Using the listing below, print exactly everything from the line with "every state update." down to the line with "pub storage: &'a", both included, and nothing more.

Segment Open

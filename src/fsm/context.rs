//! Shared context handed to every state update.

use crate::command::CommandChannel;
use crate::config::SystemConfig;
use crate::fsm::StateId;
use crate::inputs::{Condition, OneShotTimer, SensorFlags};
use crate::motor::RequestChannel;
use crate::app::ports::StoragePort;
use crate::scanner::TagAccess;

/// Parameters of a pending wait: the condition to watch, where to go when
/// it holds, and whether the red indicator marks the wait.
#[derive(Debug, Clone, Copy)]
pub struct WaitState {
    pub condition: Condition,
    pub next: StateId,
    pub indicator: bool,
}

#[derive(Debug, Clone, Copy, PartialEq, Eq)]
pub enum GreenAction {
    On,
    Off,
    Toggle,
}

/// Indicator changes requested during the current tick. The control loop
/// applies them after the update returns; `None` means leave as is.
#[derive(Debug, Clone, Copy, Default)]
pub struct IndicatorCommands {
    pub green: Option<GreenAction>,
    pub red: Option<bool>,
}

/// Power-management action requested during the current tick.
#[derive(Debug, Clone, Copy, Default, PartialEq, Eq)]
pub enum PowerAction {
    #[default]
    None,
    /// Activity happened: push the inactivity deadline out.
    Trigger,
    /// The system is idle: allowed to sleep if the deadline has passed.
    CheckIdle,
}

pub struct FsmContext<'a> {
    pub flags: &'a SensorFlags,
    pub commands: &'a CommandChannel,
    pub motor: &'a RequestChannel,
    pub access: &'a TagAccess,
    pub storage: &'a mut dyn StoragePort,
    pub config: SystemConfig,
    /// Control-loop clock, advanced by the caller before each tick.
    pub now_ms: u32,
    pub wait: WaitState,
    pub indicators: IndicatorCommands,
    pub power: PowerAction,
    timer: OneShotTimer,
}

impl<'a> FsmContext<'a> {
    pub fn new(
        flags: &'a SensorFlags,
        commands: &'a CommandChannel,
        motor: &'a RequestChannel,
        access: &'a TagAccess,
        storage: &'a mut dyn StoragePort,
        config: SystemConfig,
    ) -> Self {
        Self {
            flags,
            commands,
            motor,
            access,
            storage,
            config,
            now_ms: 0,
            wait: WaitState {
                condition: Condition::DoorClosed,
                next: StateId::Closed,
                indicator: false,
            },
            indicators: IndicatorCommands::default(),
            power: PowerAction::None,
            timer: OneShotTimer::new(),
        }
    }

    pub(crate) fn begin_tick(&mut self) {
        self.indicators = IndicatorCommands::default();
        self.power = PowerAction::None;
    }

    pub(crate) fn poll_timer(&mut self) {
        self.timer.poll(self.flags, self.now_ms);
    }

    /// Start the one-shot timer; [`Condition::TimerExpired`] becomes true
    /// once `duration_ms` has passed.
    pub fn start_timer(&mut self, duration_ms: u32) {
        self.timer.arm(self.flags, self.now_ms, duration_ms);
    }

    /// Park the machine in [`StateId::Waiting`] until `condition` holds,
    /// then continue in `next`. A guarded wait lights the red indicator
    /// for its duration.
    pub fn begin_wait(&mut self, condition: Condition, next: StateId, indicator: bool) {
        self.wait = WaitState {
            condition,
            next,
            indicator,
        };
        if indicator {
            self.indicators.red = Some(true);
        }
    }
}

Segment Closed

### Response to this exercise
//! Shared context handed to every state update.

use crate::command::CommandChannel;
use crate::config::SystemConfig;
use crate::fsm::StateId;
use crate::inputs::{Condition, OneShotTimer, SensorFlags};
use crate::motor::RequestChannel;
use crate::app::ports::StoragePort;
use crate::scanner::TagAccess;

/// Parameters of a pending wait: the condition to watch, where to go when
/// it holds, and whether the red indicator marks the wait.
#[derive(Debug, Clone, Copy)]
pub struct WaitState {
    pub condition: Condition,
    pub next: StateId,
    pub indicator: bool,
}

#[derive(Debug, Clone, Copy, PartialEq, Eq)]
pub enum GreenAction {
    On,
    Off,
    Toggle,
}

/// Indicator changes requested during the current tick. The control loop
/// applies them after the update returns; `None` means leave as is.
#[derive(Debug, Clone, Copy, Default)]
pub struct IndicatorCommands {
    pub green: Option<GreenAction>,
    pub red: Option<bool>,
}

/// Power-management action requested during the current tick.
#[derive(Debug, Clone, Copy, Default, PartialEq, Eq)]
pub enum PowerAction {
    #[default]
    None,
    /// Activity happened: push the inactivity deadline out.
    Trigger,
    /// The system is idle: allowed to sleep if the deadline has passed.
    CheckIdle,
}

pub struct FsmContext<'a> {
    pub flags: &'a SensorFlags,
    pub commands: &'a CommandChannel,
    pub motor: &'a RequestChannel,
    pub access: &'a TagAccess,
    pub storage: &'a mut dyn StoragePort,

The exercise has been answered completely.